It’s a very strange time. On the one hand, we have theand extreme political and societal unrest. In many ways (I’m looking at you, Facebook), the internet hasn’t helped and has instead fanned the flames. But the internet is also making it possible for many of us to make it through this dumpster fire of a year with a degree of moderate success.
One area where the internet is enabling and empowering is education. Last week, we showed some of the best learning management systems that allow universities, colleges, businesses, and organizations to manage the process of learning, from attendance to grading to interacting with students. That was essentially about how to manage the process of learning.
This article is about the learning itself. Below, we spotlight a baker’s dozen of online learning platforms. There are literally hundreds of these things out there — online services with large libraries of instructional material. Rather than try to present to you an exhaustive list, we decided to touch on some of the best and most representative of a wide variety of services and platforms.

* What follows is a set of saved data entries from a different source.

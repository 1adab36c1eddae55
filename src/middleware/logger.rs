use tracing::info;

use super::{Control, Middleware};
use crate::http::{Request, Response};

/// Logs every request passing through the chain at info level.
pub struct RequestLogger;

impl Middleware for RequestLogger {
    fn handle(&self, req: &mut Request, _res: &mut Response) -> Control {
        info!(method = %req.method, path = %req.path, "request received");
        Control::Continue
    }
}
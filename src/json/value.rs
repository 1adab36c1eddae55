use std::collections::BTreeMap;
use std::fmt;
use std::ops::{Index, IndexMut};

use super::JsonTypeError;

/// A JSON object. Keys are sorted so serialisation is deterministic.
pub type JsonObject = BTreeMap<String, JsonValue>;

/// A JSON array.
pub type JsonArray = Vec<JsonValue>;

/// A parsed JSON value.
///
/// Numbers are stored as IEEE-754 doubles. Element access goes through
/// [`Index`]/[`IndexMut`] for ergonomic traversal (`value["user"]["id"]`),
/// while the `as_*` accessors return a [`JsonTypeError`] when the variant
/// does not match.
#[derive(Debug, Clone, PartialEq, Default)]
pub enum JsonValue {
    #[default]
    Null,
    Bool(bool),
    Number(f64),
    String(String),
    Array(JsonArray),
    Object(JsonObject),
}

static NULL: JsonValue = JsonValue::Null;

impl JsonValue {
    /// Name of the stored variant, used in error messages.
    pub fn type_name(&self) -> &'static str {
        match self {
            JsonValue::Null => "null",
            JsonValue::Bool(_) => "boolean",
            JsonValue::Number(_) => "number",
            JsonValue::String(_) => "string",
            JsonValue::Array(_) => "array",
            JsonValue::Object(_) => "object",
        }
    }

    pub fn is_null(&self) -> bool {
        matches!(self, JsonValue::Null)
    }

    pub fn as_null(&self) -> Result<(), JsonTypeError> {
        match self {
            JsonValue::Null => Ok(()),
            other => Err(other.type_error("null")),
        }
    }

    pub fn as_bool(&self) -> Result<bool, JsonTypeError> {
        match self {
            JsonValue::Bool(b) => Ok(*b),
            other => Err(other.type_error("boolean")),
        }
    }

    pub fn as_f64(&self) -> Result<f64, JsonTypeError> {
        match self {
            JsonValue::Number(n) => Ok(*n),
            other => Err(other.type_error("number")),
        }
    }

    pub fn as_str(&self) -> Result<&str, JsonTypeError> {
        match self {
            JsonValue::String(s) => Ok(s),
            other => Err(other.type_error("string")),
        }
    }

    pub fn as_array(&self) -> Result<&JsonArray, JsonTypeError> {
        match self {
            JsonValue::Array(a) => Ok(a),
            other => Err(other.type_error("array")),
        }
    }

    pub fn as_array_mut(&mut self) -> Result<&mut JsonArray, JsonTypeError> {
        match self {
            JsonValue::Array(a) => Ok(a),
            other => Err(other.type_error("array")),
        }
    }

    pub fn as_object(&self) -> Result<&JsonObject, JsonTypeError> {
        match self {
            JsonValue::Object(o) => Ok(o),
            other => Err(other.type_error("object")),
        }
    }

    pub fn as_object_mut(&mut self) -> Result<&mut JsonObject, JsonTypeError> {
        match self {
            JsonValue::Object(o) => Ok(o),
            other => Err(other.type_error("object")),
        }
    }

    /// Borrow a member of an object. Returns `None` on missing keys and on
    /// non-object values.
    pub fn get(&self, key: &str) -> Option<&JsonValue> {
        match self {
            JsonValue::Object(o) => o.get(key),
            _ => None,
        }
    }

    pub fn get_mut(&mut self, key: &str) -> Option<&mut JsonValue> {
        match self {
            JsonValue::Object(o) => o.get_mut(key),
            _ => None,
        }
    }

    fn type_error(&self, expected: &'static str) -> JsonTypeError {
        JsonTypeError { expected, found: self.type_name() }
    }

    /// Serialise this value into compact JSON text.
    pub fn stringify(&self) -> String {
        let mut out = String::new();
        self.write(&mut out);
        out
    }

    fn write(&self, out: &mut String) {
        match self {
            JsonValue::Null => out.push_str("null"),
            JsonValue::Bool(true) => out.push_str("true"),
            JsonValue::Bool(false) => out.push_str("false"),
            // f64 Display produces the shortest representation that
            // round-trips; integral values print without a fraction.
            JsonValue::Number(n) => out.push_str(&n.to_string()),
            JsonValue::String(s) => write_escaped(s, out),
            JsonValue::Array(items) => {
                out.push('[');
                for (i, item) in items.iter().enumerate() {
                    if i > 0 {
                        out.push(',');
                    }
                    item.write(out);
                }
                out.push(']');
            }
            JsonValue::Object(members) => {
                out.push('{');
                for (i, (key, value)) in members.iter().enumerate() {
                    if i > 0 {
                        out.push(',');
                    }
                    write_escaped(key, out);
                    out.push(':');
                    value.write(out);
                }
                out.push('}');
            }
        }
    }
}

fn write_escaped(s: &str, out: &mut String) {
    out.push('"');
    for c in s.chars() {
        match c {
            '"' => out.push_str("\\\""),
            '\\' => out.push_str("\\\\"),
            '\n' => out.push_str("\\n"),
            '\r' => out.push_str("\\r"),
            '\t' => out.push_str("\\t"),
            '\u{8}' => out.push_str("\\b"),
            '\u{c}' => out.push_str("\\f"),
            other => out.push(other),
        }
    }
    out.push('"');
}

impl fmt::Display for JsonValue {
    fn fmt(&self, f: &mut fmt::Formatter<'_>) -> fmt::Result {
        f.write_str(&self.stringify())
    }
}

/// Missing keys and non-object receivers index to `Null`, so chained
/// lookups like `value["a"]["b"]` never panic on reads.
impl Index<&str> for JsonValue {
    type Output = JsonValue;

    fn index(&self, key: &str) -> &JsonValue {
        self.get(key).unwrap_or(&NULL)
    }
}

/// Mutable indexing inserts `Null` for missing keys, mirroring the read
/// side of assignment chains like `value["a"] = x.into()`. Panics when the
/// receiver is not an object.
impl IndexMut<&str> for JsonValue {
    fn index_mut(&mut self, key: &str) -> &mut JsonValue {
        match self {
            JsonValue::Object(o) => o.entry(key.to_string()).or_insert(JsonValue::Null),
            other => panic!("cannot index a JSON {} with a string key", other.type_name()),
        }
    }
}

impl Index<usize> for JsonValue {
    type Output = JsonValue;

    fn index(&self, index: usize) -> &JsonValue {
        match self {
            JsonValue::Array(a) => a.get(index).unwrap_or(&NULL),
            _ => &NULL,
        }
    }
}

impl IndexMut<usize> for JsonValue {
    fn index_mut(&mut self, index: usize) -> &mut JsonValue {
        match self {
            JsonValue::Array(a) => &mut a[index],
            other => panic!("cannot index a JSON {} with an array index", other.type_name()),
        }
    }
}

impl From<()> for JsonValue {
    fn from(_: ()) -> Self {
        JsonValue::Null
    }
}

impl From<bool> for JsonValue {
    fn from(b: bool) -> Self {
        JsonValue::Bool(b)
    }
}

impl From<f64> for JsonValue {
    fn from(n: f64) -> Self {
        JsonValue::Number(n)
    }
}

impl From<i64> for JsonValue {
    fn from(n: i64) -> Self {
        JsonValue::Number(n as f64)
    }
}

impl From<&str> for JsonValue {
    fn from(s: &str) -> Self {
        JsonValue::String(s.to_string())
    }
}

impl From<String> for JsonValue {
    fn from(s: String) -> Self {
        JsonValue::String(s)
    }
}

impl From<JsonArray> for JsonValue {
    fn from(a: JsonArray) -> Self {
        JsonValue::Array(a)
    }
}

impl From<JsonObject> for JsonValue {
    fn from(o: JsonObject) -> Self {
        JsonValue::Object(o)
    }
}
//! # Runtime Configuration Module
//!
//! Environment-variable based tuning of the server runtime.
//!
//! ## Environment Variables
//!
//! - `GANTRY_WORKERS`: number of worker coroutines parsing and handling
//!   requests (default: 1)
//! - `GANTRY_MAX_HEADER_SIZE`: framing limit for a request's header block
//!   in bytes (default: 8 KiB); connections exceeding it are answered
//!   with 400 and closed
//! - `GANTRY_STACK_SIZE`: stack size for spawned coroutines in bytes
//!   (default: 0x10000)
//!
//! Each accepts decimal (`65536`) or hexadecimal (`0x10000`) values.
//! Programmatic setters on [`Server`](crate::Server) override the
//! environment.

use std::env;

pub const DEFAULT_WORKERS: usize = 1;
pub const DEFAULT_MAX_HEADER_SIZE: usize = 8 * 1024;
pub const DEFAULT_STACK_SIZE: usize = 0x10000;

/// Runtime configuration loaded at server construction.
#[derive(Debug, Clone, Copy)]
pub struct RuntimeConfig {
    /// Worker coroutines popping the ingress queue.
    pub workers: usize,
    /// Header block size limit enforced by the receiver stage.
    pub max_header_size: usize,
    /// Stack size for spawned coroutines in bytes.
    pub stack_size: usize,
}

impl RuntimeConfig {
    /// Load configuration from environment variables, falling back to the
    /// defaults for anything unset or unparseable.
    pub fn from_env() -> Self {
        Self {
            workers: parse_env("GANTRY_WORKERS").unwrap_or(DEFAULT_WORKERS).max(1),
            max_header_size: parse_env("GANTRY_MAX_HEADER_SIZE").unwrap_or(DEFAULT_MAX_HEADER_SIZE),
            stack_size: parse_env("GANTRY_STACK_SIZE").unwrap_or(DEFAULT_STACK_SIZE),
        }
    }
}

impl Default for RuntimeConfig {
    fn default() -> Self {
        Self {
            workers: DEFAULT_WORKERS,
            max_header_size: DEFAULT_MAX_HEADER_SIZE,
            stack_size: DEFAULT_STACK_SIZE,
        }
    }
}

fn parse_env(name: &str) -> Option<usize> {
    let value = env::var(name).ok()?;
    if let Some(hex) = value.strip_prefix("0x") {
        usize::from_str_radix(hex, 16).ok()
    } else {
        value.parse().ok()
    }
}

Speaking personally, I’ve been an avid consumer of online learning resources since online learning began. Back in the dark ages when I studied for my engineering degree, we didn’t have anything resembling the internet. But the library had a large collection of videotaped courses (on reel-to-reel tape!), and I found myself watching as many courses as I could, on top of my regular course load. When online video became practical, services like Lynda.com started to flourish, and I was there as well.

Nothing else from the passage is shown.